1. Bij besluit van 30 mei 2012 heeft het Uwv de uitkering van appellant op grond van de Wet op de arbeidsongeschiktheidsverzekering (WAO) per 31 juli 2012 herzien naar een mate van arbeidsongeschiktheid van 25-35%. Het bezwaar van appellant tegen dit besluit is bij besluit van 17 oktober 2012 (bestreden besluit) ongegrond verklaard.
2. De rechtbank heeft bij de aangevallen uitspraak het beroep van appellant tegen het besteden besluit ongegrond verklaard.
3.1.
Appellant heeft in hoger beroep aangevoerd dat zijn psychische stoornis leidt tot verdergaande medische beperkingen dan de verzekeringsarts bezwaar en beroep heeft aangenomen. Appellant heeft voor onderbouwing van zijn standpunt gewezen op een schrijven van de psychiatrische instelling Bavo Europoort van 18 juni 2013.
3.2.
Het Uwv heeft verzocht de aangevallen uitspraak te bevestigen.

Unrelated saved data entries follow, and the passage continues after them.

use chrono::{Duration, NaiveDate};
use serde::Serialize;
use sqlx::{FromRow, QueryBuilder, Sqlite};
use tracing::info;

use crate::{
	error::{AppError, Result},
	sql::DB,
	types::{DetailsPatch, ExpiredId, ExpiredMedicine, ItemNo, Medicine, MedicineDetails},
};

impl DetailsPatch {
	/// Rejects blank text and negative balances among the fields that are set.
	pub fn validate(&self) -> Result<()> {
		let texts = [
			("drug_description", &self.drug_description),
			("brand_name", &self.brand_name),
			("lot_batch_no", &self.lot_batch_no),
		];
		for (name, value) in texts {
			if matches!(value, Some(v) if v.trim().is_empty()) {
				return Err(AppError::validation(format!("{name} must not be empty")));
			}
		}
		if matches!(self.physical_balance, Some(n) if n < 0) {
			return Err(AppError::validation("physical_balance must not be negative"));
		}
		Ok(())
	}

	/// Every field present, as needed for a new record.
	pub fn complete(&self) -> Result<MedicineDetails> {
		self.validate()?;
		let missing = |name: &str| AppError::validation(format!("{name} is required"));
		Ok(MedicineDetails {
			drug_description: self
				.drug_description
				.as_deref()
				.map(str::trim)
				.ok_or_else(|| missing("drug_description"))?
				.to_string(),
			brand_name: self
				.brand_name
				.as_deref()
				.map(str::trim)
				.ok_or_else(|| missing("brand_name"))?
				.to_string(),
			lot_batch_no: self
				.lot_batch_no
				.as_deref()
				.map(str::trim)
				.ok_or_else(|| missing("lot_batch_no"))?
				.to_string(),
			expiry_date: self.expiry_date.ok_or_else(|| missing("expiry_date"))?,
			physical_balance: self.physical_balance.ok_or_else(|| missing("physical_balance"))?,
		})
	}

	fn push_assignments(&self, qb: &mut QueryBuilder<'_, Sqlite>) {
		let mut sep = qb.separated(", ");
		if let Some(v) = &self.drug_description {
			sep.push("drug_description = ").push_bind_unseparated(v.trim().to_string());
		}
		if let Some(v) = &self.brand_name {
			sep.push("brand_name = ").push_bind_unseparated(v.trim().to_string());
		}
		if let Some(v) = &self.lot_batch_no {
			sep.push("lot_batch_no = ").push_bind_unseparated(v.trim().to_string());
		}
		if let Some(v) = self.expiry_date {
			sep.push("expiry_date = ").push_bind_unseparated(v);
		}
		if let Some(v) = self.physical_balance {
			sep.push("physical_balance = ").push_bind_unseparated(v);
		}
	}
}

pub async fn create(db: &DB, details: &MedicineDetails) -> Result<ItemNo> {
	let done = sqlx::query(
		"INSERT INTO medicines
			(drug_description, brand_name, lot_batch_no, expiry_date, physical_balance)
		VALUES (?, ?, ?, ?, ?)",
	)
	.bind(&details.drug_description)
	.bind(&details.brand_name)
	.bind(&details.lot_batch_no)
	.bind(details.expiry_date)
	.bind(details.physical_balance)
	.execute(db)
	.await?;

	let item_no = done.last_insert_rowid();
	info!("Created medicine {item_no} ({})", details.drug_description);
	Ok(item_no)
}

pub async fn get(db: &DB, item_no: ItemNo) -> Result<Option<Medicine>> {
	let medicine = sqlx::query_as("SELECT * FROM medicines WHERE item_no = ?")
		.bind(item_no)
		.fetch_optional(db)
		.await?;
	Ok(medicine)
}

pub async fn update(db: &DB, item_no: ItemNo, patch: &DetailsPatch) -> Result<Medicine> {
	patch.validate()?;
	if !patch.is_empty() {
		let mut qb = QueryBuilder::<Sqlite>::new("UPDATE medicines SET ");
		patch.push_assignments(&mut qb);
		qb.push(" WHERE item_no = ").push_bind(item_no);
		let done = qb.build().execute(db).await?;
		if done.rows_affected() == 0 {
			return Err(AppError::not_found(format!("Medicine {item_no} not found")));
		}
		info!("Updated medicine {item_no}");
	}

	get(db, item_no)
		.await?
		.ok_or_else(|| AppError::not_found(format!("Medicine {item_no} not found")))
}

pub async fn delete(db: &DB, item_no: ItemNo) -> Result<()> {
	let done = sqlx::query("DELETE FROM medicines WHERE item_no = ?")
		.bind(item_no)
		.execute(db)
		.await?;
	if done.rows_affected() == 0 {
		return Err(AppError::not_found(format!("Medicine {item_no} not found")));
	}
	info!("Deleted medicine {item_no}");
	Ok(())
}

/// In-place edit of an expired record. A pushed-forward expiry date is left for
/// the next un-expiry sweep to act on.
pub async fn update_expired(
	db: &DB,
	id: ExpiredId,
	patch: &DetailsPatch,
	reason: Option<&str>,
) -> Result<ExpiredMedicine> {
	patch.validate()?;
	let reason = reason.map(str::trim);
	if matches!(reason, Some("")) {
		return Err(AppError::validation("reason must not be empty"));
	}

	if !patch.is_empty() || reason.is_some() {
		let mut qb = QueryBuilder::<Sqlite>::new("UPDATE expired_medicines SET ");
		if let Some(reason) = reason {
			qb.push("reason = ").push_bind(reason.to_string());
			if !patch.is_empty() {
				qb.push(", ");
			}
		}
		patch.push_assignments(&mut qb);
		qb.push(" WHERE id = ").push_bind(id);
		let done = qb.build().execute(db).await?;
		if done.rows_affected() == 0 {
			return Err(AppError::not_found(format!("Expired medicine {id} not found")));
		}
		info!("Updated expired record {id}");
	}

	sqlx::query_as("SELECT * FROM expired_medicines WHERE id = ?")
		.bind(id)
		.fetch_optional(db)
		.await?
		.ok_or_else(|| AppError::not_found(format!("Expired medicine {id} not found")))
}

#[derive(Debug, Clone, Default, PartialEq, Eq, Serialize, FromRow)]
pub struct Dashboard {
	pub total_medicines: i64,
	pub total_stock: i64,
	pub low_stock: i64,
	pub expiring_soon: i64,
	pub expired: i64,
	pub archived: i64,
}

pub async fn dashboard(db: &DB, today: NaiveDate, low_stock_threshold: i64, warning_days: i64) -> Result<Dashboard> {
	let horizon = today + Duration::days(warning_days);
	let stats = sqlx::query_as(
		"SELECT
			(SELECT COUNT(*) FROM medicines) AS total_medicines,
			(SELECT COALESCE(SUM(physical_balance), 0) FROM medicines) AS total_stock,
			(SELECT COUNT(*) FROM medicines WHERE physical_balance < ?) AS low_stock,
			(SELECT COUNT(*) FROM medicines WHERE expiry_date > ? AND expiry_date <= ?) AS expiring_soon,
			(SELECT COUNT(*) FROM expired_medicines WHERE is_archived = false) AS expired,
			(SELECT COUNT(*) FROM archived_medicines) AS archived",
	)
	.bind(low_stock_threshold)
	.bind(today)
	.bind(horizon)
	.fetch_one(db)
	.await?;
	Ok(stats)
}
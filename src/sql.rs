use std::{str::FromStr, time::Duration};

use sqlx::{
	sqlite::{SqliteConnectOptions, SqlitePoolOptions},
	Pool, Sqlite,
};
use tracing::info;

use crate::config::Config;

pub type DB = Pool<Sqlite>;

pub async fn connect(config: &Config) -> Result<DB, sqlx::Error> {
	let options = SqliteConnectOptions::from_str(&config.database_url)?
		.create_if_missing(true)
		.foreign_keys(true)
		.busy_timeout(Duration::from_millis(config.busy_timeout_ms));

	let in_memory = config.database_url.contains(":memory:");
	// every pooled connection to :memory: is its own database, keep exactly one alive
	let pool_options = if in_memory {
		SqlitePoolOptions::new()
			.max_connections(1)
			.min_connections(1)
			.idle_timeout(None)
			.max_lifetime(None)
	} else {
		SqlitePoolOptions::new().max_connections(config.max_connections)
	};

	let pool = pool_options
		.acquire_timeout(Duration::from_secs(config.acquire_timeout_secs))
		.connect_with(options)
		.await?;

	schema(&pool).await?;
	info!("Connected to {}", config.database_url);
	Ok(pool)
}

/// Applies [`TABLE_SCHEMA`] one statement at a time; safe to rerun.
pub async fn schema(db: &DB) -> Result<(), sqlx::Error> {
	let mut tx = db.begin().await?;
	for statement in TABLE_SCHEMA.split(';').map(str::trim).filter(|s| !s.is_empty()) {
		sqlx::query(statement).execute(&mut *tx).await?;
	}
	tx.commit().await
}

pub const TABLE_SCHEMA: &str = r#"

CREATE TABLE IF NOT EXISTS medicines (
	item_no INTEGER NOT NULL PRIMARY KEY AUTOINCREMENT,
	drug_description TEXT NOT NULL,
	brand_name TEXT NOT NULL,
	lot_batch_no TEXT NOT NULL,
	expiry_date TEXT NOT NULL,
	physical_balance INTEGER NOT NULL DEFAULT 0,
	CHECK(physical_balance >= 0)
);

CREATE TABLE IF NOT EXISTS expired_medicines (
	id INTEGER NOT NULL PRIMARY KEY AUTOINCREMENT,
	original_item_no INTEGER NOT NULL,
	drug_description TEXT NOT NULL,
	brand_name TEXT NOT NULL,
	lot_batch_no TEXT NOT NULL,
	expiry_date TEXT NOT NULL,
	physical_balance INTEGER NOT NULL DEFAULT 0,
	reason TEXT NOT NULL,
	expired_at TEXT NOT NULL,
	is_archived BOOL NOT NULL DEFAULT false,
	archived_at TEXT DEFAULT NULL,
	archived_by TEXT DEFAULT NULL,
	CHECK((archived_at IS NULL) == (is_archived == false))
);

CREATE INDEX IF NOT EXISTS expired_medicines_original
	ON expired_medicines(original_item_no);

CREATE TABLE IF NOT EXISTS archived_medicines (
	id INTEGER NOT NULL PRIMARY KEY AUTOINCREMENT,
	original_item_no INTEGER NOT NULL,
	drug_description TEXT NOT NULL,
	brand_name TEXT NOT NULL,
	lot_batch_no TEXT NOT NULL,
	expiry_date TEXT NOT NULL,
	physical_balance INTEGER NOT NULL DEFAULT 0,
	reason TEXT NOT NULL,
	type TEXT NOT NULL,
	archived_at TEXT NOT NULL,
	archived_by TEXT NOT NULL,
	CHECK(type IN ('active', 'expired'))
);

CREATE INDEX IF NOT EXISTS archived_medicines_original
	ON archived_medicines(original_item_no, type);

CREATE TABLE IF NOT EXISTS users (
	id INTEGER NOT NULL PRIMARY KEY AUTOINCREMENT,
	name TEXT NOT NULL,
	email TEXT NOT NULL UNIQUE,
	password_hash TEXT NOT NULL,
	created_at TEXT NOT NULL
);

CREATE TABLE IF NOT EXISTS sessions (
	token TEXT NOT NULL PRIMARY KEY,
	user_id INTEGER NOT NULL,
	created_at TEXT NOT NULL,
	expires_at TEXT NOT NULL,
	FOREIGN KEY(user_id) REFERENCES users(id) ON DELETE CASCADE
);

"#;
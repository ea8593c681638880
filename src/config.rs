use std::{env, fmt::Display, str::FromStr};

use thiserror::Error;
use tracing::{info, warn};

#[derive(Error, Debug)]
#[error("invalid value for {key}: {reason}")]
pub struct ConfigError {
	pub key: &'static str,
	pub reason: String,
}

#[derive(Debug, Clone)]
pub struct Config {
	pub database_url: String,
	pub port: u16,
	pub max_connections: u32,
	pub acquire_timeout_secs: u64,
	pub busy_timeout_ms: u64,
	pub session_ttl_hours: i64,
	pub default_page_limit: i64,
	pub max_page_limit: i64,
	pub low_stock_threshold: i64,
	pub expiry_warning_days: i64,
}

impl Default for Config {
	fn default() -> Self {
		Self {
			database_url: "sqlite://pharmacy.db".to_string(),
			port: 8080,
			max_connections: 5,
			acquire_timeout_secs: 3,
			busy_timeout_ms: 5000,
			session_ttl_hours: 24,
			default_page_limit: 10,
			max_page_limit: 100,
			low_stock_threshold: 10,
			expiry_warning_days: 30,
		}
	}
}

impl Config {
	pub fn load() -> Result<Self, ConfigError> {
		let defaults = Self::default();
		Ok(Self {
			database_url: try_load("DATABASE_URL", defaults.database_url)?,
			port: try_load("PORT", defaults.port)?,
			max_connections: try_load("DB_MAX_CONNECTIONS", defaults.max_connections)?,
			acquire_timeout_secs: try_load("DB_ACQUIRE_TIMEOUT_SECS", defaults.acquire_timeout_secs)?,
			busy_timeout_ms: try_load("DB_BUSY_TIMEOUT_MS", defaults.busy_timeout_ms)?,
			session_ttl_hours: try_load("SESSION_TTL_HOURS", defaults.session_ttl_hours)?,
			default_page_limit: try_load("DEFAULT_PAGE_LIMIT", defaults.default_page_limit)?,
			max_page_limit: try_load("MAX_PAGE_LIMIT", defaults.max_page_limit)?,
			low_stock_threshold: try_load("LOW_STOCK_THRESHOLD", defaults.low_stock_threshold)?,
			expiry_warning_days: try_load("EXPIRY_WARNING_DAYS", defaults.expiry_warning_days)?,
		})
	}

	/// In-memory store, everything else default.
	pub fn in_memory() -> Self {
		Self {
			database_url: "sqlite::memory:".to_string(),
			..Self::default()
		}
	}
}

fn try_load<T>(key: &'static str, default: T) -> Result<T, ConfigError>
where
	T: FromStr + Display,
	T::Err: Display,
{
	match env::var(key) {
		Ok(raw) => raw.trim().parse().map_err(|e: T::Err| {
			warn!("Invalid {key} value: {e}");
			ConfigError { key, reason: e.to_string() }
		}),
		Err(_) => {
			info!("{key} not set, using default: {default}");
			Ok(default)
		}
	}
}
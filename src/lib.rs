//! Pharmacy inventory service.
//!
//! A medicine lives in exactly one of three tables at a time:
//!
//! - `medicines`: active stock, keyed by item number
//! - `expired_medicines`: past its expiry date, possibly flagged as archived
//! - `archived_medicines`: set aside from either of the above, tagged with where it came from
//!
//! [`lifecycle`] owns every move between them. Reads of the active and expired
//! lists first run a reconciliation sweep so that a date passing, or an edit
//! pushing a date forward, is reflected lazily.

use std::time::Duration;

use axum::{
	http::{
		header::{AUTHORIZATION, CONTENT_TYPE},
		Method,
	},
	Router,
};
use tower_cookies::CookieManagerLayer;
use tower_http::{cors::CorsLayer, trace::TraceLayer};

pub mod auth;
pub mod config;
pub mod error;
pub mod inventory;
pub mod lifecycle;
pub mod listing;
pub mod routes;
pub mod sql;
pub mod state;
pub mod types;

use state::SharedState;

pub fn app(state: SharedState) -> Router {
	let cors = CorsLayer::new()
		.allow_methods([Method::GET, Method::POST, Method::PUT, Method::DELETE, Method::OPTIONS])
		.allow_headers([CONTENT_TYPE, AUTHORIZATION])
		.max_age(Duration::from_secs(60 * 60));

	routes::router()
		.layer(CookieManagerLayer::new())
		.layer(TraceLayer::new_for_http())
		.layer(cors)
		.with_state(state)
}
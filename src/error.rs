use axum::{
	extract::rejection::{JsonRejection, QueryRejection},
	http::StatusCode,
	response::{IntoResponse, Response},
	Json,
};
use serde_json::json;
use thiserror::Error;
use tracing::error;

#[derive(Error, Debug)]
pub enum AppError {
	#[error("{0}")]
	Validation(String),

	#[error("{0}")]
	Unauthorized(String),

	#[error("{0}")]
	NotFound(String),

	#[error("{0}")]
	Conflict(String),

	#[error("{0}")]
	InvalidTransition(String),

	#[error("{message}")]
	Internal {
		message: String,
		suggestion: Option<&'static str>,
	},

	#[error("Database error: {0}")]
	Database(#[from] sqlx::Error),
}

pub type Result<T, E = AppError> = std::result::Result<T, E>;

impl AppError {
	pub fn validation(msg: impl Into<String>) -> Self {
		AppError::Validation(msg.into())
	}

	pub fn not_found(msg: impl Into<String>) -> Self {
		AppError::NotFound(msg.into())
	}

	pub fn conflict(msg: impl Into<String>) -> Self {
		AppError::Conflict(msg.into())
	}

	pub fn invalid_transition(msg: impl Into<String>) -> Self {
		AppError::InvalidTransition(msg.into())
	}

	/// Attaches a diagnostic hint to server-side failures; client errors pass through.
	pub fn with_suggestion(self, suggestion: &'static str) -> Self {
		match self {
			AppError::Database(e) => AppError::Internal {
				message: format!("Database error: {e}"),
				suggestion: Some(suggestion),
			},
			AppError::Internal { message, .. } => AppError::Internal {
				message,
				suggestion: Some(suggestion),
			},
			other => other,
		}
	}

	pub fn status(&self) -> StatusCode {
		match self {
			AppError::Validation(_) => StatusCode::BAD_REQUEST,
			AppError::Unauthorized(_) => StatusCode::UNAUTHORIZED,
			AppError::NotFound(_) => StatusCode::NOT_FOUND,
			AppError::Conflict(_) => StatusCode::CONFLICT,
			AppError::InvalidTransition(_) => StatusCode::BAD_REQUEST,
			AppError::Internal { .. } | AppError::Database(_) => StatusCode::INTERNAL_SERVER_ERROR,
		}
	}
}

impl From<JsonRejection> for AppError {
	fn from(rejection: JsonRejection) -> Self {
		AppError::Validation(rejection.body_text())
	}
}

impl From<QueryRejection> for AppError {
	fn from(rejection: QueryRejection) -> Self {
		AppError::Validation(rejection.body_text())
	}
}

impl From<argon2::password_hash::Error> for AppError {
	fn from(e: argon2::password_hash::Error) -> Self {
		AppError::Internal {
			message: format!("Password hashing failed: {e}"),
			suggestion: None,
		}
	}
}

impl From<tokio::task::JoinError> for AppError {
	fn from(e: tokio::task::JoinError) -> Self {
		AppError::Internal {
			message: format!("Background task failed: {e}"),
			suggestion: None,
		}
	}
}

impl IntoResponse for AppError {
	fn into_response(self) -> Response {
		let status = self.status();
		if status.is_server_error() {
			error!("{self}");
		}

		let body = match &self {
			AppError::Internal { suggestion: Some(hint), .. } => {
				json!({ "error": self.to_string(), "suggestion": hint })
			}
			_ => json!({ "error": self.to_string() }),
		};

		(status, Json(body)).into_response()
	}
}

4. Het oordeel van de Raad over de aangevallen uitspraak.
4.1.
De hoger beroepsgronden vormen voornamelijk een herhaling van de gronden die appellant in eerste aanleg heeft aangevoerd. Die gronden heeft de rechtbank terecht verworpen.
4.2.
Met juistheid heeft de rechtbank erop gewezen dat de Functionele Mogelijkhedenlijst (FML) van 2 mei 2012 is opgesteld nadat op verzoek van de verzekeringsarts een rapport door H. Kondakҫi, psychiater, was uitgebracht. Met inachtneming daarvan heeft de verzekeringsarts beperkingen in de FML opgenomen voor psychisch belastende activiteiten. Terecht heeft de rechtbank geoordeeld dat het besluit is voorzien van een deugdelijke medische grondslag. Uit het schrijven van 18 juni 2013 van W. van Bergem, als sociaal psychiatrisch verpleegkundige verbonden aan Bavo Europoort, is niet af te leiden dat de FML een onjuist beeld geeft van de beperkingen van appellant op de datum in geding voor het verrichten van arbeid.
4.3.
De rechtbank heeft evenzeer met juistheid gesteld dat het bestreden besluit ook van een deugdelijke arbeidskundige grondslag is voorzien. Hierbij heeft de rechtbank overwogen dat de in het kader van het arbeidskundig onderzoek door de arbeidsdeskundige bezwaar en beroep aan appellant voorgehouden functies, die aan de schatting ten grondslag zijn gelegd, zijn aan te merken als arbeid die wat betreft de daarin voorkomende belasting in overeenstemming is met de voor appellant in de FML van 2 mei 2012 vastgestelde beperkingen.
4.4.
Gezien hetgeen is overwogen in 4.1 tot en met 4.3 slaagt het hoger beroep niet. De aangevallen uitspraak zal worden bevestigd.

BESLISSING

De Centrale Raad van Beroep bevestigt de aangevallen uitspraak.
Deze uitspraak is gedaan door D.J. van der Vos, in tegenwoordigheid van M. Crum als griffier. De beslissing is uitgesproken in het openbaar op 23 januari 2015.